Indonesia suffers a loss of 5 trillion rupiah from illegal coal mining.
Indonesia, country with one of the vast coal reserves of about 5.5 billion MT, projected to last for another 26 years according to the current rate of consumption, is under alert. These projections do not take illegal mining into account. The country is suffering as the total illegal mining stands to around 56 MnT that translates to an estimated loss of about 3.4 trillion rupiah (RM 1 billion) to 5.5 trillion rupiah (RM 1.6 billion). It is worth noticing that Indonesia has been ranked no. 4 for the total coal production (410 MnT for FY13) in the world but with the consumption and the exports these reserves might not stand for long.
FDI on coal mining in Indonesia came in effect since 1990 and since then the coal production from numerous small regions of the country skyrocketed. Below is the graph that shows the production of Coal in MnT over the past 20 years.
Indonesian coal productionIndonesia have around two decades to run out of coal, as estimated by government bodies however, these figures does not consider illegal mining that makes up 13% of overall production. It might just exhaust before if the illegal mining is not checked. So far, the country has suffered a net loss of 5 trillion rupiah (RM 1.5 billion) from illegal mining because non-payment of taxes and royalties to state.
The government in Indonesia is considering imposing coal export duties from FY14 with an aim to boost royalties and conserve the non-renewable fossil fuels. With the existing situation where miners are already facing trouble with the declining prices and falling global demand, the counter effect of this strict policy may go south, further boosting illegal operations in the country.
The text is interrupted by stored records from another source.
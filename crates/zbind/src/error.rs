//! Error types for zbind

use std::fmt;
use thiserror::Error;

/// Position in source text
#[derive(Clone, Copy, Debug, Default, PartialEq, Eq)]
pub struct Pos {
    pub offset: usize,
    pub line: u32,
    pub col: u32,
}

impl fmt::Display for Pos {
    fn fmt(&self, f: &mut fmt::Formatter<'_>) -> fmt::Result {
        write!(f, "{}:{}", self.line, self.col)
    }
}

impl Pos {
    pub const fn new(offset: usize, line: u32, col: u32) -> Self {
        Self { offset, line, col }
    }
}

/// Span representing a range in source text
#[derive(Clone, Copy, Debug, Default, PartialEq, Eq)]
pub struct Span {
    pub start: Pos,
    pub end: Pos,
}

impl Span {
    pub const fn at(pos: Pos) -> Self {
        Self {
            start: pos,
            end: pos,
        }
    }

    pub const fn empty() -> Self {
        Self {
            start: Pos::new(0, 0, 0),
            end: Pos::new(0, 0, 0),
        }
    }

    /// True for spans that do not point into source text
    pub const fn is_empty(&self) -> bool {
        self.start.line == 0
    }
}

/// Error kind for detailed categorization
#[derive(Clone, Debug, PartialEq, Eq)]
pub enum ErrorKind {
    /// The parser could not make sense of the document structure
    MalformedDocument,
    /// The underlying reader or writer failed
    Io(std::io::ErrorKind),
    /// No scalar, container or composite mapping applies to the type
    UnsupportedType { type_name: String },
    /// Text could not be converted into the expected type
    InvalidValue { expected: String, found: String },
    /// A composite could not be constructed
    Instantiation { type_name: String },
    /// A user supplied adapter failed
    Adapter { adapter: String },
    MaxDepthExceeded { max: u16 },
}

impl fmt::Display for ErrorKind {
    fn fmt(&self, f: &mut fmt::Formatter<'_>) -> fmt::Result {
        match self {
            Self::MalformedDocument => write!(f, "malformed document"),
            Self::Io(kind) => write!(f, "i/o failure: {kind}"),
            Self::UnsupportedType { type_name } => write!(f, "unsupported type: {type_name}"),
            Self::InvalidValue { expected, found } => {
                write!(f, "invalid value: expected {expected}, found {found:?}")
            }
            Self::Instantiation { type_name } => {
                write!(f, "cannot instantiate {type_name}")
            }
            Self::Adapter { adapter } => write!(f, "adapter {adapter} failed"),
            Self::MaxDepthExceeded { max } => write!(f, "max depth exceeded: {max}"),
        }
    }
}

/// Main error type for zbind
#[derive(Error, Clone, Debug, PartialEq)]
pub struct Error {
    kind: ErrorKind,
    span: Span,
    message: String,
    path: Vec<String>,
}

impl Error {
    pub fn new(kind: ErrorKind, span: Span) -> Self {
        let message = kind.to_string();
        Self {
            kind,
            span,
            message,
            path: Vec::new(),
        }
    }

    pub fn with_message(kind: ErrorKind, span: Span, message: impl Into<String>) -> Self {
        Self {
            kind,
            span,
            message: message.into(),
            path: Vec::new(),
        }
    }

    pub fn kind(&self) -> &ErrorKind {
        &self.kind
    }

    pub fn span(&self) -> Span {
        self.span
    }

    pub fn message(&self) -> &str {
        &self.message
    }

    /// Field/element names leading to the failure, outermost first
    pub fn path(&self) -> &[String] {
        &self.path
    }

    /// Create error at specific position
    pub fn at(kind: ErrorKind, offset: usize, line: u32, col: u32) -> Self {
        let pos = Pos::new(offset, line, col);
        Self::new(kind, Span::at(pos))
    }

    pub fn malformed(pos: Pos, message: impl Into<String>) -> Self {
        Self::with_message(ErrorKind::MalformedDocument, Span::at(pos), message)
    }

    pub fn unsupported_type(type_name: impl Into<String>, message: impl Into<String>) -> Self {
        Self::with_message(
            ErrorKind::UnsupportedType {
                type_name: type_name.into(),
            },
            Span::empty(),
            message,
        )
    }

    pub fn invalid_value(expected: impl Into<String>, found: impl Into<String>) -> Self {
        Self::new(
            ErrorKind::InvalidValue {
                expected: expected.into(),
                found: found.into(),
            },
            Span::empty(),
        )
    }

    pub fn instantiation(type_name: impl Into<String>, message: impl Into<String>) -> Self {
        Self::with_message(
            ErrorKind::Instantiation {
                type_name: type_name.into(),
            },
            Span::empty(),
            message,
        )
    }

    pub fn adapter(adapter: impl Into<String>, cause: impl fmt::Display) -> Self {
        let adapter = adapter.into();
        let message = format!("adapter {adapter} failed: {cause}");
        Self::with_message(ErrorKind::Adapter { adapter }, Span::empty(), message)
    }

    /// Prefix the error path with the element or field the failure occurred in
    pub fn in_element(mut self, name: impl Into<String>) -> Self {
        self.path.insert(0, name.into());
        self
    }
}

impl fmt::Display for Error {
    fn fmt(&self, f: &mut fmt::Formatter<'_>) -> fmt::Result {
        if !self.path.is_empty() {
            write!(f, "error in `{}`: {}", self.path.join("/"), self.message)
        } else if self.span.is_empty() {
            write!(f, "error: {}", self.message)
        } else {
            write!(f, "error at {}: {}", self.span.start, self.message)
        }
    }
}

impl From<std::io::Error> for Error {
    fn from(err: std::io::Error) -> Self {
        Self::with_message(ErrorKind::Io(err.kind()), Span::empty(), err.to_string())
    }
}

/// Result type alias for zbind
pub type Result<T> = std::result::Result<T, Error>;
impl<'a> Parser<'a> {
    /// Create a new XML parser with the default nesting limit
    pub fn new(input: &'a [u8]) -> Self {
        Self::with_config(input, &Config::default())
    }

    pub fn with_config(input: &'a [u8], config: &Config) -> Self {
        Self {
            cursor: Cursor::new(input),
            max_depth: config.max_depth(),
            depth: 0,
        }
    }

    /// Parse an XML document
    pub fn parse(&mut self) -> Result<Document> {
        if self.cursor.starts_with(BOM) {
            self.cursor.advance_by(BOM.len());
        }

        let mut doc = Document::empty();
        if self.parse_prolog() {
            debug!("xml declaration found");
            doc.set_emit_declaration(true);
        }

        loop {
            self.skip_outer_text()?;
            if self.cursor.is_eof() {
                break;
            }
            if self.parse_comment()? {
                continue;
            }
            if self.cursor.starts_with(b"<![CDATA[") {
                return Err(self.error_here("character data outside root element"));
            }
            if self.cursor.starts_with(b"<?") {
                self.skip_processing_instruction()?;
                continue;
            }
            if self.cursor.starts_with(b"<!") {
                self.skip_declaration()?;
                continue;
            }
            if self.cursor.starts_with(b"</") {
                return Err(self.error_here("unexpected closing tag"));
            }
            if doc.has_root() {
                return Err(self.error_here("multiple root elements"));
            }
            self.parse_element(&mut doc, None)?;
        }

        if !doc.has_root() {
            return Err(self.error_here("missing root element"));
        }

        debug!(elements = doc.node_count(), "xml document parsed");
        Ok(doc)
    }

    /// Consume a leading `<?xml ...?>` declaration
    ///
    /// Without one the cursor is left where it started. A declaration missing
    /// its `?>` is dropped up to the first `>`.
    fn parse_prolog(&mut self) -> bool {
        let checkpoint = self.cursor.checkpoint();
        self.cursor.skip_whitespace();

        let is_declaration = self.cursor.consume_bytes(b"<?xml")
            && self
                .cursor
                .current()
                .is_some_and(|b| b.is_ascii_whitespace() || b == b'?');
        if !is_declaration {
            self.cursor.restore(checkpoint);
            return false;
        }

        while let Some(b) = self.cursor.current() {
            if self.cursor.consume_bytes(b"?>") {
                return true;
            }
            self.cursor.advance();
            if b == b'>' {
                trace!("partial xml declaration dropped");
                return false;
            }
        }

        self.cursor.restore(checkpoint);
        false
    }

    fn parse_element(&mut self, doc: &mut Document, parent: Option<NodeId>) -> Result<NodeId> {
        let start = self.cursor.position();
        self.cursor.advance();

        let name = self.parse_name()?;
        self.enter(start)?;
        trace!(name = %name, depth = self.depth, "element");

        let id = doc.push_element(parent, name);
        let self_closing = self.parse_attributes(doc, id)?;
        if !self_closing {
            self.parse_content(doc, id)?;
        }

        self.depth -= 1;
        Ok(id)
    }

    fn enter(&mut self, start: Pos) -> Result<()> {
        self.depth = self.depth.saturating_add(1);
        if self.max_depth != 0 && self.depth > self.max_depth {
            return Err(Error::new(
                ErrorKind::MaxDepthExceeded {
                    max: self.max_depth,
                },
                Span::at(start),
            ));
        }
        Ok(())
    }

    /// Parse attributes up to the end of the open tag
    ///
    /// Returns `true` when the tag was self-closing.
    fn parse_attributes(&mut self, doc: &mut Document, id: NodeId) -> Result<bool> {
        loop {
            self.cursor.skip_whitespace();
            match self.cursor.current() {
                None => {
                    let name = doc.element(id).name().to_string();
                    return Err(self.error_here(&format!("unterminated tag `{name}`")));
                }
                Some(b'>') => {
                    self.cursor.advance();
                    return Ok(false);
                }
                Some(b'/') => {
                    self.cursor.advance();
                    self.cursor.skip_whitespace();
                    if !self.cursor.consume(b'>') {
                        return Err(self.error_here("expected `>` after `/`"));
                    }
                    return Ok(true);
                }
                Some(_) => self.parse_attribute(doc, id)?,
            }
        }
    }

    fn parse_attribute(&mut self, doc: &mut Document, id: NodeId) -> Result<()> {
        let start = self.cursor.pos();
        while let Some(b) = self.cursor.current() {
            if b == b'=' || b == b'>' || b == b'/' || b.is_ascii_whitespace() {
                break;
            }
            self.cursor.advance();
        }
        if self.cursor.pos() == start {
            return Err(self.error_here("expected attribute name"));
        }
        let name = self.bytes_to_string(self.cursor.slice_from(start))?;

        let checkpoint = self.cursor.checkpoint();
        self.cursor.skip_whitespace();
        if !self.cursor.consume(b'=') {
            // value-less attribute
            self.cursor.restore(checkpoint);
            doc.add_attribute(id, name, None);
            return Ok(());
        }

        self.cursor.skip_whitespace();
        let value = self.parse_attribute_value()?;
        doc.add_attribute(id, name, Some(&value));
        Ok(())
    }

    fn parse_attribute_value(&mut self) -> Result<String> {
        let quote = match self.cursor.current() {
            Some(q @ (b'"' | b'\'')) => q,
            Some(_) => return Err(self.error_here("expected quoted attribute value")),
            None => return Err(self.error_here("unexpected end of input in tag")),
        };
        let open = self.cursor.position();
        self.cursor.advance();

        let start = self.cursor.pos();
        while let Some(b) = self.cursor.current() {
            if b == quote {
                let raw = self.bytes_to_string(self.cursor.slice_from(start))?;
                self.cursor.advance();
                return unescape(&raw).map_err(|err| Error::malformed(open, err.message()));
            }
            self.cursor.advance();
        }

        Err(Error::malformed(open, "unterminated attribute value"))
    }

    /// Parse content up to and including the close tag of `id`
    fn parse_content(&mut self, doc: &mut Document, id: NodeId) -> Result<()> {
        let mut text = TextBuffer::default();
        loop {
            match self.cursor.current() {
                None => {
                    let name = doc.element(id).name().to_string();
                    return Err(self.error_here(&format!("unclosed element `{name}`")));
                }
                Some(b'<') => {
                    if self.parse_comment()? {
                        continue;
                    }
                    if self.cursor.starts_with(b"<![CDATA[") {
                        let raw = self.parse_cdata()?;
                        text.push_cdata(raw);
                        continue;
                    }
                    if self.cursor.starts_with(b"<?") {
                        self.skip_processing_instruction()?;
                        continue;
                    }
                    if self.cursor.starts_with(b"<!") {
                        self.skip_declaration()?;
                        continue;
                    }

                    if let Some(segment) = text.take() {
                        doc.push_text(id, segment);
                    }
                    if self.cursor.starts_with(b"</") {
                        return self.parse_close_tag(doc, id);
                    }
                    self.parse_element(doc, Some(id))?;
                }
                Some(_) => {
                    let segment = self.parse_text()?;
                    text.push_plain(&segment);
                }
            }
        }
    }

    fn parse_close_tag(&mut self, doc: &Document, id: NodeId) -> Result<()> {
        let start = self.cursor.position();
        self.cursor.advance_by(2);
        let name = self.parse_name()?;
        self.cursor.skip_whitespace();
        if !self.cursor.consume(b'>') {
            return Err(self.error_here(&format!("unterminated closing tag `{name}`")));
        }

        let expected = doc.element(id).name();
        if name != expected {
            return Err(Error::malformed(
                start,
                format!("mismatched closing tag: expected `</{expected}>`, found `</{name}>`"),
            ));
        }
        Ok(())
    }

    fn parse_name(&mut self) -> Result<String> {
        let start = self.cursor.pos();
        while let Some(b) = self.cursor.current() {
            if b == b'>' || b == b'/' || b.is_ascii_whitespace() {
                break;
            }
            self.cursor.advance();
        }
        if self.cursor.is_eof() {
            return Err(self.error_here("unexpected end of input in tag"));
        }
        if self.cursor.pos() == start {
            return Err(self.error_here("expected element name"));
        }
        self.bytes_to_string(self.cursor.slice_from(start))
    }

    /// Read decoded character data up to the next `<`
    fn parse_text(&mut self) -> Result<String> {
        let open = self.cursor.position();
        let start = self.cursor.pos();
        while let Some(b) = self.cursor.current() {
            if b == b'<' {
                break;
            }
            self.cursor.advance();
        }
        let raw = self.bytes_to_string(self.cursor.slice_from(start))?;
        unescape(&raw).map_err(|err| Error::malformed(open, err.message()))
    }

    fn parse_cdata(&mut self) -> Result<&'a str> {
        let open = self.cursor.position();
        self.cursor.advance_by(b"<![CDATA[".len());
        let start = self.cursor.pos();
        while !self.cursor.is_eof() {
            if self.cursor.starts_with(b"]]>") {
                let raw = self.cursor.slice_from(start);
                self.cursor.advance_by(3);
                return std::str::from_utf8(raw)
                    .map_err(|_| Error::malformed(open, "invalid utf-8 in character data"));
            }
            self.cursor.advance();
        }
        Err(Error::malformed(open, "unterminated CDATA section"))
    }

    /// Consume a `<!-- ... -->` comment if one starts here
    fn parse_comment(&mut self) -> Result<bool> {
        let open = self.cursor.position();
        if !self.cursor.consume_bytes(b"<!--") {
            return Ok(false);
        }
        if self.skip_until(b"-->") {
            trace!(line = open.line, "comment skipped");
            return Ok(true);
        }
        Err(Error::malformed(open, "unterminated comment"))
    }

    fn skip_processing_instruction(&mut self) -> Result<()> {
        let open = self.cursor.position();
        if self.skip_until(b"?>") {
            return Ok(());
        }
        Err(Error::malformed(open, "unterminated processing instruction"))
    }

    /// Skip `<!DOCTYPE ...>` and similar, including a bracketed internal subset
    fn skip_declaration(&mut self) -> Result<()> {
        let open = self.cursor.position();
        self.cursor.advance_by(2);
        let mut brackets = 0usize;
        while let Some(b) = self.cursor.next_byte() {
            match b {
                b'[' => brackets += 1,
                b']' => brackets = brackets.saturating_sub(1),
                b'>' if brackets == 0 => {
                    trace!(line = open.line, "declaration skipped");
                    return Ok(());
                }
                _ => {}
            }
        }
        Err(Error::malformed(open, "unterminated declaration"))
    }

    /// Whitespace, and nothing else, may surround the root element
    fn skip_outer_text(&mut self) -> Result<()> {
        while let Some(b) = self.cursor.current() {
            if b == b'<' {
                break;
            }
            if !b.is_ascii_whitespace() {
                return Err(self.error_here("text outside root element"));
            }
            self.cursor.advance();
        }
        Ok(())
    }

    /// Advance past the next occurrence of `pattern`; `false` at end of input
    fn skip_until(&mut self, pattern: &[u8]) -> bool {
        while !self.cursor.is_eof() {
            if self.cursor.consume_bytes(pattern) {
                return true;
            }
            self.cursor.advance();
        }
        false
    }

    fn bytes_to_string(&self, bytes: &[u8]) -> Result<String> {
        std::str::from_utf8(bytes)
            .map(str::to_string)
            .map_err(|_| self.error_here("invalid utf-8"))
    }

    fn error_here(&self, message: &str) -> Error {
        Error::malformed(self.cursor.position(), message)
    }
}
As per the current proposal there will be a 10% royalty on coal below 5.1 thousand Kcal/kg and 12% – 13% on coal between 5.1-6.1 thousand kcal/kg. Although demand for Indonesian coal is very high in international market, the country might as well suffer loss due to the increased coal price. Miners argues to the current proposed regulations and
Perhaps, government might play an active role in controlling the illegal mining in Indonesia and apply the tariffs based on a given price index to come over the situation. They can further boost the sentiments of traders by adding incentives to coal companies to support national energy security.
Indonesian Mining Expert Association advisor Mr. Irwandi Arif said “referring to law no. 17, year 2006 on customs, the application of export duty was not right solution to increase state revenue. This would jack up production cost undermining the nation’s competitive edge. The application of export duty should be aiming at protecting domestic markets.”
Director General of Mineral and Coal, Thamrin Sihite said, he would consider the miner’s aspiration. However, he cannot guarantee the government would annul the regulation. “We will consider this as input to be discussed among related ministries,” he said.